Alors que rien ne semble devoir arrêter la prolifération des Couronnements de Poppée, tandis que les Retours d’Ulysse se font plus rares, l’Orfeo de Monteverdi se maintient dans un juste milieu : même si son livret est très loin de posséder les vertus du texte impérissable de Busenello, il offre néanmoins toute une constellation de rôles très brefs et accorde une place importante au chœur, ce qui en fait un morceau de choix pour les jeunes troupes, ateliers lyriques et autres académies, avec des bonheurs très divers. Loin du patronage dont ce genre de spectacle se rapproche parfois, l’Académie baroque d’Ambronay s’est donné les moyens de présenter un véritable spectacle, grâce à la coproduction assurée avec plusieurs institutions, dont le Théâtre de Bourg-en-Bresse, l’Opéra de Reims – où ont été fabriqués les décors – et l’Opéra-Théâtre de Saint-Etienne, où ont été réalisés les costumes et où cet Orfeo était de passage pour un soir, en version scénique, après qu’on a pu l’entendre en concert dans d’autres lieux, notamment à Bruxelles.

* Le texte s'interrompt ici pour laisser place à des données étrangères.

//! The upstream seam: the [`SalesSource`] trait and breakdown requests.

use async_trait::async_trait;
use chrono::NaiveDate;
use serde::Serialize;
use serde_json::Value;

use crate::error::FetchError;
use crate::period::{DateRange, format_date};

/// The upstream sales API, seen as two black-box calls.
///
/// Implementations return the raw `data` payload of a successful response;
/// decoding into typed schemas happens in the caller so that exactly what the
/// upstream sent can be cached.
///
/// # Examples
///
/// ```rust,ignore
/// use salesdash_core::{SalesSource, DateRange, BreakdownRequest, FetchError};
///
/// struct Fixed(serde_json::Value);
///
/// #[async_trait::async_trait]
/// impl SalesSource for Fixed {
///     async fn fetch_totals(&self, _range: &DateRange) -> Result<serde_json::Value, FetchError> {
///         Ok(self.0.clone())
///     }
///     async fn fetch_breakdown(&self, _req: &BreakdownRequest) -> Result<serde_json::Value, FetchError> {
///         Ok(serde_json::json!({}))
///     }
/// }
/// ```
#[async_trait]
pub trait SalesSource: Send + Sync {
    /// Fetches aggregated totals and branch cards for a date range.
    async fn fetch_totals(&self, range: &DateRange) -> Result<Value, FetchError>;

    /// Fetches a batched breakdown for a set of dates or weeks.
    async fn fetch_breakdown(&self, request: &BreakdownRequest) -> Result<Value, FetchError>;
}

#[async_trait]
impl<T> SalesSource for std::sync::Arc<T>
where
    T: SalesSource + ?Sized,
{
    async fn fetch_totals(&self, range: &DateRange) -> Result<Value, FetchError> {
        self.as_ref().fetch_totals(range).await
    }

    async fn fetch_breakdown(&self, request: &BreakdownRequest) -> Result<Value, FetchError> {
        self.as_ref().fetch_breakdown(request).await
    }
}

/// A single batched breakdown call.
#[derive(Debug, Clone, PartialEq, Eq)]
pub enum BreakdownRequest {
    /// Per-day buckets; the response is keyed by ISO date.
    Days(Vec<NaiveDate>),
    /// Per-week buckets; the response is keyed by the week's start date.
    Weeks(Vec<DateRange>),
}

impl BreakdownRequest {
    /// Keys the upstream response is expected to use, in chart order.
    pub fn bucket_keys(&self) -> Vec<String> {
        match self {
            BreakdownRequest::Days(days) => days.iter().copied().map(format_date).collect(),
            BreakdownRequest::Weeks(weeks) => weeks.iter().map(DateRange::start_iso).collect(),
        }
    }

    /// Number of buckets requested.
    pub fn len(&self) -> usize {
        match self {
            BreakdownRequest::Days(days) => days.len(),
            BreakdownRequest::Weeks(weeks) => weeks.len(),
        }
    }

    /// Returns `true` if nothing is requested.
    pub fn is_empty(&self) -> bool {
        self.len() == 0
    }

    /// JSON body sent to the breakdown endpoint.
    ///
    /// `{"dates": ["2025-09-02", ...]}` or
    /// `{"weeks": [{"id": "2025-09-01", "start_date": ..., "end_date": ...}]}`.
    pub fn to_body(&self) -> Value {
        #[derive(Serialize)]
        struct Week {
            id: String,
            start_date: String,
            end_date: String,
        }

        match self {
            BreakdownRequest::Days(_) => serde_json::json!({ "dates": self.bucket_keys() }),
            BreakdownRequest::Weeks(weeks) => {
                let weeks: Vec<Week> = weeks
                    .iter()
                    .map(|week| Week {
                        id: week.start_iso(),
                        start_date: week.start_iso(),
                        end_date: week.end_iso(),
                    })
                    .collect();
                serde_json::json!({ "weeks": weeks })
            }
        }
    }
}

#[cfg(test)]
mod tests {
    use super::*;
    use serde_json::json;

    #[test]
    fn test_days_body() {
        let range = DateRange::parse("2025-01-01", "2025-01-07").unwrap();
        let request = BreakdownRequest::Days(range.week_days().unwrap());
        assert_eq!(request.len(), 7);
        assert_eq!(request.to_body()["dates"][0], json!("2025-01-01"));
    }

    #[test]
    fn test_weeks_body() {
        let range = DateRange::parse("2025-01-01", "2025-01-31").unwrap();
        let request = BreakdownRequest::Weeks(range.monday_weeks(10));
        let body = request.to_body();
        assert_eq!(body["weeks"][1]["id"], json!("2025-01-06"));
        assert_eq!(body["weeks"][1]["end_date"], json!("2025-01-12"));
        assert_eq!(request.bucket_keys()[0], "2025-01-01");
    }
}
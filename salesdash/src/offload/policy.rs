//! Background revalidation settings.

use std::time::Duration;

/// Time budget of one background revalidation.
#[derive(Debug, Clone, Copy, Default, PartialEq, Eq)]
pub enum TimeoutPolicy {
    /// No budget.
    #[default]
    None,
    /// Abort the refresh once the budget is spent; the stale entry stays.
    Cancel(Duration),
    /// Let the refresh finish, then warn if it went over budget.
    Warn(Duration),
}

/// [`OffloadManager`](super::OffloadManager) settings.
#[derive(Debug, Clone, PartialEq, Eq)]
pub struct OffloadConfig {
    /// Budget of each refresh.
    pub timeout_policy: TimeoutPolicy,
    /// At most one refresh per cache key at a time.
    pub deduplicate: bool,
}

impl Default for OffloadConfig {
    fn default() -> Self {
        Self {
            timeout_policy: TimeoutPolicy::None,
            deduplicate: true,
        }
    }
}

impl OffloadConfig {
    /// Replace the timeout policy.
    pub fn timeout_policy(mut self, policy: TimeoutPolicy) -> Self {
        self.timeout_policy = policy;
        self
    }

    /// Abort refreshes running longer than `limit`.
    pub fn timeout(self, limit: Duration) -> Self {
        self.timeout_policy(TimeoutPolicy::Cancel(limit))
    }

    /// Turn per-key deduplication on or off.
    pub fn deduplicate(mut self, enabled: bool) -> Self {
        self.deduplicate = enabled;
        self
    }
}
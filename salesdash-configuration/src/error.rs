use salesdash_reqwest::HttpSourceError;
use thiserror::Error;

/// Rejected or unusable configuration.
#[derive(Debug, Error)]
pub enum ConfigError {
    /// The YAML document could not be parsed.
    #[error("failed to parse configuration: {0}")]
    Parse(String),

    /// The configuration file could not be read.
    #[error("failed to read configuration file: {0}")]
    Io(#[from] std::io::Error),

    /// An attempt ceiling outside 1..=16.
    #[error("retry policy {section}: max_attempts must be between 1 and 16, got {value}")]
    InvalidMaxAttempts {
        /// Retry section name.
        section: &'static str,
        /// Rejected value.
        value: u8,
    },

    /// A backoff factor below 1 or not a number.
    #[error("retry policy {section}: backoff_factor must be at least 1, got {value}")]
    InvalidBackoffFactor {
        /// Retry section name.
        section: &'static str,
        /// Rejected value.
        value: f64,
    },

    /// A cache configured to hold nothing.
    #[error("cache {cache}: max_entries must be positive")]
    ZeroCapacity {
        /// Cache instance name.
        cache: &'static str,
    },

    /// `max_weeks` of zero would never produce a monthly breakdown.
    #[error("max_weeks must be positive")]
    ZeroMaxWeeks,

    /// A client was requested but no `upstream` section is present.
    #[error("upstream section is missing")]
    MissingUpstream,

    /// The upstream section is invalid.
    #[error(transparent)]
    Upstream(#[from] HttpSourceError),
}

(Jeune) homme de théâtre, Laurent Brethome semble avoir fait pour l’occasion ses premiers pas dans l’opéra, mais il pouvait compter sur l’aide d’un scénographe expérimenté dans ce domaine, en la personne de Rudy Sabounghi, connu pour ses collaborations avec Luc Bondy et bien d’autres. Il y a de bonnes idées dans ce spectacle, et de magnifiques effets créés par une habile mise en lumière des décors par David Debrinay, avec notamment de belles transparences et ombres chinoises lorsque le héros retrouve Eurydice pour la perdre aussitôt. Les costumes de Marie-Frédérique Fillon sont contemporains, avec des bergers en tenue de soirée, un Caron punk et un Pluton aux allures de Dark Vador. Hélas, à l’impossible nul n’est tenu, et le livret de Striggio ne brille pas par ses qualités dramatiques : les deux premiers actes s’enchaînent sans temps mort, dans une ambiance fêtarde liée aux noces d’Orphée, mais il est bien difficile ensuite d’éviter ces tunnels que constituent les longs monologues du musicien, finalement déchiré par les Bacchantes, conformément à une version du livret dont la mise en musique n’a pas été retrouvée. Les quatre danseurs présents tout au long du spectacle tiennent ce rôle, après avoir été les chiens de Caron et avoir égayé la fête initiale de leurs évolutions gracieuses ou acrobatiques.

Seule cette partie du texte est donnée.